Draußen vor dem Geschäft entfernten vier Männer von der Stadtreinigung eine frisch abgeschossene Leiche. Frelaine bedauerte, daß er den eigentlichen Mord verpaßt hatte.
Er aß in einem guten Restaurant zu abend und ging früh ins Bett.
Morgen würde ein langer Tag werden.
Am nächsten Tag spazierte Frelaine durch das Viertel des Opfers, ihr Bild immer in Gedanken vor Augen. Er vermied es, die Leute zu genau anzusehen. Statt dessen schritt er schnell aus, wie jemand der ein bestimmtes Ziel hat – die Art, auf die sich ein erfahrener Jäger bewegen sollte.

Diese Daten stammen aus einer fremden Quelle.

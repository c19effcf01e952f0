//! File summary step: `pending|outdated → generating|regenerating →
//! generated|failed`.
//!
//! Rebuilds the file's membership from tag intersection, aggregates the
//! member documents newest first, and summarizes the corpus with the
//! static `file_summarizer` prompt. An empty file is completed without
//! an LLM call.

use serde_json::Value;
use tracing::info;

use crate::db::{DocumentRecord, FileRecord};
use crate::pipeline::{LlmCall, PipelineContext, StepError};
use crate::types::{FileStatus, PromptKind};

/// How much of each member document goes into the aggregate corpus.
const PER_DOCUMENT_CHARS: usize = 1500;

/// Run the file summary step for one file.
///
/// # Errors
///
/// Returns a [`StepError`] kind for the orchestrator's retry accounting.
pub async fn run(ctx: &PipelineContext, file: &FileRecord) -> Result<(), StepError> {
    let (from, working) = match file.status() {
        FileStatus::Pending => (FileStatus::Pending, FileStatus::Generating),
        FileStatus::Outdated => (FileStatus::Outdated, FileStatus::Regenerating),
        _ => return Err(StepError::StateConflict),
    };

    let claimed = ctx
        .db
        .transition_file(file.id, &[from], working, &ctx.user_id)
        .await?;
    if !claimed {
        return Err(StepError::StateConflict);
    }

    let result = execute(ctx, file).await;
    if result.is_err() {
        if let Err(e) = ctx
            .db
            .transition_file(file.id, &[working], from, &ctx.user_id)
            .await
        {
            tracing::warn!(file_id = file.id, error = %e, "failed to release file claim");
        }
    }
    result
}

async fn execute(ctx: &PipelineContext, file: &FileRecord) -> Result<(), StepError> {
    let member_count = ctx.db.refresh_file_membership(file.id).await?;
    let members = ctx.db.file_member_documents(file.id).await?;

    if members.is_empty() {
        let moved = ctx
            .db
            .complete_file_summary(
                file.id,
                "No documents in this file yet.",
                &serde_json::json!({ "document_count": 0 }).to_string(),
                0,
                &ctx.user_id,
            )
            .await?;
        return if moved { Ok(()) } else { Err(StepError::StateConflict) };
    }

    let prompt = ctx
        .db
        .active_prompt(PromptKind::FileSummarizer, "", &ctx.user_id)
        .await?
        .ok_or_else(|| StepError::Transient("no active file_summarizer prompt".to_owned()))?;

    let mut user_text = format!(
        "File tags: {}\nDocuments ({member_count}, newest first):\n\n",
        file.tag_list().join(", ")
    );
    for doc in &members {
        user_text.push_str(&member_entry(doc));
    }

    let reply = ctx
        .invoke_llm(LlmCall {
            prompt_text: &prompt.prompt_text,
            user_text: &user_text,
            purpose: "file_summary",
            prompt_id: Some(prompt.id),
            file_id: Some(file.id),
            ..LlmCall::default()
        })
        .await?;
    let parsed = reply.parsed_json()?;

    let summary = parsed
        .get("summary")
        .and_then(Value::as_str)
        .filter(|s| !s.trim().is_empty())
        .ok_or_else(|| StepError::Fatal("file summarizer reply missing summary".to_owned()))?;
    let metadata = parsed
        .get("metadata")
        .cloned()
        .unwrap_or_else(|| serde_json::json!({}));

    if ctx.cancelled() {
        return Err(StepError::Cancelled);
    }

    let moved = ctx
        .db
        .complete_file_summary(
            file.id,
            summary,
            &metadata.to_string(),
            prompt.version,
            &ctx.user_id,
        )
        .await?;
    if !moved {
        return Err(StepError::StateConflict);
    }

    info!(file_id = file.id, documents = member_count, "file summary generated");
    Ok(())
}

/// One member document's contribution to the aggregate corpus.
fn member_entry(doc: &DocumentRecord) -> String {
    let mut entry = format!(
        "--- {} ({}, {})\n",
        doc.filename,
        doc.document_type.as_deref().unwrap_or("untyped"),
        doc.created_at,
    );
    if let Some(summary) = doc.summary.as_deref() {
        entry.push_str(summary);
        entry.push('\n');
    }
    if let Some(data) = doc.structured_data.as_deref().or(doc.structured_data_generic.as_deref()) {
        entry.push_str(data);
        entry.push('\n');
    } else if let Some(text) = doc.extracted_text.as_deref() {
        entry.extend(text.chars().take(PER_DOCUMENT_CHARS));
        entry.push('\n');
    }
    entry.push('\n');
    entry
}
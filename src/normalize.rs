//! Normalization helpers for entities, tags, and file signatures.
//!
//! Series identity is `(entity_normalized, series_type_normalized, user_id)`
//! and the LLM is free with casing and whitespace, so everything funnels
//! through these functions before any lookup or unique insert.

/// Normalize an entity or series-type name for identity comparison.
///
/// Conservative by choice: lowercase, collapse internal whitespace,
/// trim. Punctuation is preserved so "PG&E" and "PGE" stay distinct;
/// canonical naming is the series detector's job (it sees the existing
/// catalog).
pub fn normalize_entity(raw: &str) -> String {
    let mut out = String::with_capacity(raw.len());
    let mut last_was_space = true;
    for ch in raw.trim().chars() {
        if ch.is_whitespace() {
            if !last_was_space {
                out.push(' ');
                last_was_space = true;
            }
        } else {
            for lower in ch.to_lowercase() {
                out.push(lower);
            }
            last_was_space = false;
        }
    }
    while out.ends_with(' ') {
        out.pop();
    }
    out
}

/// Normalize a tag for the unique `tag_normalized` column.
///
/// Lowercase and trimmed; internal whitespace becomes a single hyphen so
/// tags are single tokens.
pub fn normalize_tag(raw: &str) -> String {
    let mut out = String::with_capacity(raw.len());
    let mut last_was_sep = true;
    for ch in raw.trim().chars() {
        if ch.is_whitespace() {
            if !last_was_sep {
                out.push('-');
                last_was_sep = true;
            }
        } else {
            for lower in ch.to_lowercase() {
                out.push(lower);
            }
            last_was_sep = false;
        }
    }
    while out.ends_with('-') {
        out.pop();
    }
    out
}

/// Slug for the canonical `series:<slug>` tag of a series entity.
///
/// Lowercase ASCII alphanumerics with single hyphens between runs;
/// everything else is dropped.
pub fn slug(raw: &str) -> String {
    let mut out = String::with_capacity(raw.len());
    let mut pending_hyphen = false;
    for ch in raw.chars() {
        if ch.is_ascii_alphanumeric() {
            if pending_hyphen && !out.is_empty() {
                out.push('-');
            }
            pending_hyphen = false;
            out.push(ch.to_ascii_lowercase());
        } else {
            pending_hyphen = true;
        }
    }
    out
}

/// Canonical tag for a series entity, e.g. `series:pacific-gas-electric`.
pub fn series_tag(entity: &str) -> String {
    format!("series:{}", slug(entity))
}

/// Compute the canonical signature for a file's tag list.
///
/// Tags are normalized, deduplicated, sorted, and joined with `:`. The
/// result is what the unique `(tag_signature, user_id)` constraint sees.
pub fn tag_signature(tags: &[String]) -> String {
    let mut normalized: Vec<String> = tags.iter().map(|t| normalize_tag(t)).collect();
    normalized.sort();
    normalized.dedup();
    normalized.join(":")
}
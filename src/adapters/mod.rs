//! OCR and LLM adapter abstraction layer.
//!
//! The pipeline core consumes two external capabilities through these
//! traits: text extraction from a document folder ([`OcrAdapter`]) and
//! prompt completion ([`LlmAdapter`]). Both surface a retryable/fatal
//! error distinction so the orchestrator's retry accounting can decide
//! whether a failure is worth another attempt.
//!
//! Two concrete implementations ship with the crate:
//! - [`anthropic::AnthropicAdapter`]: Anthropic `/v1/messages` API
//! - [`text_ocr::TextFolderOcr`]: local adapter for plain-text inputs
//!
//! Production OCR backends (e.g. a Textract bridge) plug in behind
//! [`OcrAdapter`] without the core changing.

use std::path::Path;

use async_trait::async_trait;
use regex::Regex;
use serde::{Deserialize, Serialize};

pub mod anthropic;
pub mod text_ocr;

// ── Errors ──────────────────────────────────────────────────────

/// Errors surfaced by OCR and LLM adapters.
///
/// The variant decides retry policy: `Retryable` failures (network,
/// throttling, 5xx, timeouts) leave the document untouched for the next
/// tick; `Fatal` failures (auth, malformed request, unsupported input)
/// burn a retry from the document's budget.
#[derive(Debug, thiserror::Error)]
pub enum AdapterError {
    /// Transient failure; safe to retry without side effects.
    #[error("retryable adapter error: {0}")]
    Retryable(String),
    /// Permanent failure; retrying the same input cannot succeed.
    #[error("fatal adapter error: {0}")]
    Fatal(String),
}

impl AdapterError {
    /// Whether the orchestrator should retry without charging the budget.
    pub fn is_retryable(&self) -> bool {
        matches!(self, Self::Retryable(_))
    }
}

impl From<reqwest::Error> for AdapterError {
    fn from(e: reqwest::Error) -> Self {
        // Transport-level failures are always worth another attempt.
        AdapterError::Retryable(e.to_string())
    }
}

/// Check an HTTP response status and return the body text or a
/// classified error: 429/5xx → retryable, other non-2xx → fatal.
///
/// # Errors
///
/// Returns [`AdapterError::Retryable`] on transport failure or a
/// throttle/server status, [`AdapterError::Fatal`] on any other non-2xx.
pub async fn check_http_response(response: reqwest::Response) -> Result<String, AdapterError> {
    let status = response.status();
    let body = response.text().await?;
    if status.is_success() {
        return Ok(body);
    }
    let summary = format!(
        "status {}: {}",
        status.as_u16(),
        sanitize_error_body(&body)
    );
    if status.as_u16() == 429 || status.is_server_error() {
        Err(AdapterError::Retryable(summary))
    } else {
        Err(AdapterError::Fatal(summary))
    }
}

/// Collapse, redact API keys from, and truncate an error body before it
/// reaches logs or the events table.
fn sanitize_error_body(raw: &str) -> String {
    let collapsed = raw.split_whitespace().collect::<Vec<_>>().join(" ");

    let mut sanitized = collapsed;
    for pattern in [r"sk-ant-[A-Za-z0-9_\-]{10,}", r"sk-[A-Za-z0-9]{32,}"] {
        if let Ok(regex) = Regex::new(pattern) {
            sanitized = regex.replace_all(&sanitized, "[REDACTED]").into_owned();
        }
    }
    truncate(&sanitized, 256)
}

fn truncate(raw: &str, max_chars: usize) -> String {
    if raw.chars().count() > max_chars {
        let shortened: String = raw.chars().take(max_chars).collect();
        format!("{shortened}...[truncated]")
    } else {
        raw.to_owned()
    }
}

// ── OCR types ───────────────────────────────────────────────────

/// Geometry of a detected block, normalized to the page (0.0–1.0).
#[derive(Debug, Clone, Copy, PartialEq, Serialize, Deserialize)]
pub struct BoundingBox {
    /// Distance from the left edge.
    pub left: f64,
    /// Distance from the top edge.
    pub top: f64,
    /// Block width.
    pub width: f64,
    /// Block height.
    pub height: f64,
}

/// Granularity of a detected OCR block.
#[derive(Debug, Clone, Copy, PartialEq, Eq, Serialize, Deserialize)]
#[serde(rename_all = "UPPERCASE")]
pub enum OcrBlockKind {
    /// A whole page.
    Page,
    /// A line of text.
    Line,
    /// A single word.
    Word,
}

/// One detected block with its text, confidence, and geometry.
#[derive(Debug, Clone, Serialize, Deserialize)]
pub struct OcrBlock {
    /// Block granularity.
    pub kind: OcrBlockKind,
    /// Detected text (empty for PAGE blocks).
    pub text: String,
    /// Detection confidence in 0.0–100.0.
    pub confidence: f64,
    /// Normalized geometry.
    pub bounding_box: BoundingBox,
}

/// Blocks detected for one file in the document folder.
#[derive(Debug, Clone, Serialize, Deserialize)]
pub struct OcrPage {
    /// File name within the document folder.
    pub file: String,
    /// Detected blocks, reading order.
    pub blocks: Vec<OcrBlock>,
}

/// Total result of extracting a document folder.
///
/// Persisted verbatim as the `{doc_id}_llm.json` artifact, so the shape
/// is stable and serde-serializable.
#[derive(Debug, Clone, Serialize, Deserialize)]
pub struct OcrOutcome {
    /// Concatenated text of every file, in `meta.json` order.
    pub full_text: String,
    /// Per-file block detail.
    pub pages: Vec<OcrPage>,
    /// Number of files processed.
    pub document_count: usize,
    /// Mean confidence across all LINE blocks, 0.0–100.0.
    pub avg_confidence: f64,
}

/// Text extraction from an immutable document folder.
///
/// Implementations must be idempotent: extracting the same folder twice
/// yields the same result, since the outcome is persisted as an artifact
/// keyed by document id.
#[async_trait]
pub trait OcrAdapter: Send + Sync {
    /// Extract text and block structure from every file in `folder`.
    ///
    /// # Errors
    ///
    /// Returns [`AdapterError::Retryable`] for transient backend
    /// failures and [`AdapterError::Fatal`] for unsupported file types.
    async fn extract(&self, folder: &Path) -> Result<OcrOutcome, AdapterError>;
}

// ── LLM types ───────────────────────────────────────────────────

/// Per-call options for an LLM invocation.
#[derive(Debug, Clone)]
pub struct LlmOptions {
    /// Maximum tokens in the completion.
    pub max_tokens: u32,
    /// Hint that the reply must be a single JSON object.
    pub expect_json: bool,
}

impl Default for LlmOptions {
    fn default() -> Self {
        Self {
            max_tokens: 4096,
            expect_json: true,
        }
    }
}

/// The reply from one LLM invocation, with the trace fields the event
/// log requires.
#[derive(Debug, Clone)]
pub struct LlmReply {
    /// Raw completion text.
    pub text: String,
    /// Tokens consumed by the request.
    pub request_tokens: i64,
    /// Tokens generated in the response.
    pub response_tokens: i64,
    /// Wall-clock latency of the call.
    pub latency_ms: i64,
    /// Model that served the completion.
    pub model_id: String,
}

impl LlmReply {
    /// Parse the completion as a JSON object, tolerating code fences and
    /// surrounding prose.
    ///
    /// # Errors
    ///
    /// Returns [`AdapterError::Fatal`] when no JSON object can be found;
    /// a malformed reply will not improve on retry of the same input.
    pub fn parsed_json(&self) -> Result<serde_json::Value, AdapterError> {
        extract_json(&self.text)
            .ok_or_else(|| AdapterError::Fatal(format!("no JSON object in LLM reply: {}", truncate(&self.text, 120))))
    }
}

/// Locate and parse the first JSON object embedded in LLM output.
///
/// Handles bare JSON, fenced blocks, and prose-wrapped objects by
/// scanning from each `{` for a balanced object.
pub fn extract_json(text: &str) -> Option<serde_json::Value> {
    let trimmed = text.trim();
    if let Ok(value) = serde_json::from_str::<serde_json::Value>(trimmed) {
        if value.is_object() {
            return Some(value);
        }
    }

    let bytes = trimmed.as_bytes();
    let mut start = None;
    let mut depth: u32 = 0;
    let mut in_string = false;
    let mut escaped = false;
    for (i, &b) in bytes.iter().enumerate() {
        if in_string {
            if escaped {
                escaped = false;
            } else if b == b'\\' {
                escaped = true;
            } else if b == b'"' {
                in_string = false;
            }
            continue;
        }
        match b {
            b'"' => in_string = true,
            b'{' => {
                if depth == 0 {
                    start = Some(i);
                }
                depth = depth.saturating_add(1);
            }
            b'}' => {
                depth = depth.saturating_sub(1);
                if depth == 0 {
                    if let Some(s) = start {
                        if let Some(candidate) = trimmed.get(s..=i) {
                            if let Ok(value) = serde_json::from_str(candidate) {
                                return Some(value);
                            }
                        }
                        start = None;
                    }
                }
            }
            _ => {}
        }
    }
    None
}

/// Prompt completion against an LLM backend.
#[async_trait]
pub trait LlmAdapter: Send + Sync {
    /// Run `prompt_text` as the system instruction over `user_text`.
    ///
    /// # Errors
    ///
    /// Returns [`AdapterError::Retryable`] on throttle/5xx/transport
    /// failures and [`AdapterError::Fatal`] on 4xx or schema violations.
    async fn invoke(
        &self,
        prompt_text: &str,
        user_text: &str,
        options: &LlmOptions,
    ) -> Result<LlmReply, AdapterError>;

    /// The model identifier this adapter is instantiated for.
    fn model_id(&self) -> &str;
}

Er kam an mehreren Bars vorbei und nahm in einer einen Drink. Dann bog er in eine Seitenstraße der Lexington Avenue ein.
Vor ihm lag ein nettes kleines Straßencafe. Er ging daran vorbei.
Und da saß sie! Er hätte das Gesicht nie verwechseln können. Es war Janet Patzig, die da an einem Tisch saß und in ihr Glas starrte. Sie sah nicht auf, während er vorbeiging.
Frelaine ging rasch, weiter und verschwand um die nächste Häuserecke. Dort blieb er stehen. Seine Hände zitterten.
War das Mädchen völlig verrückt? Hielt sie sich für unverwundbar, daß sie sich so in aller Öffentlichkeit präsentierte?
Er hielt ein Taxi an und ließ sich um den Block fahren. Tatsächlich, da saß sie noch immer. Frelaine sah sie sich genau an.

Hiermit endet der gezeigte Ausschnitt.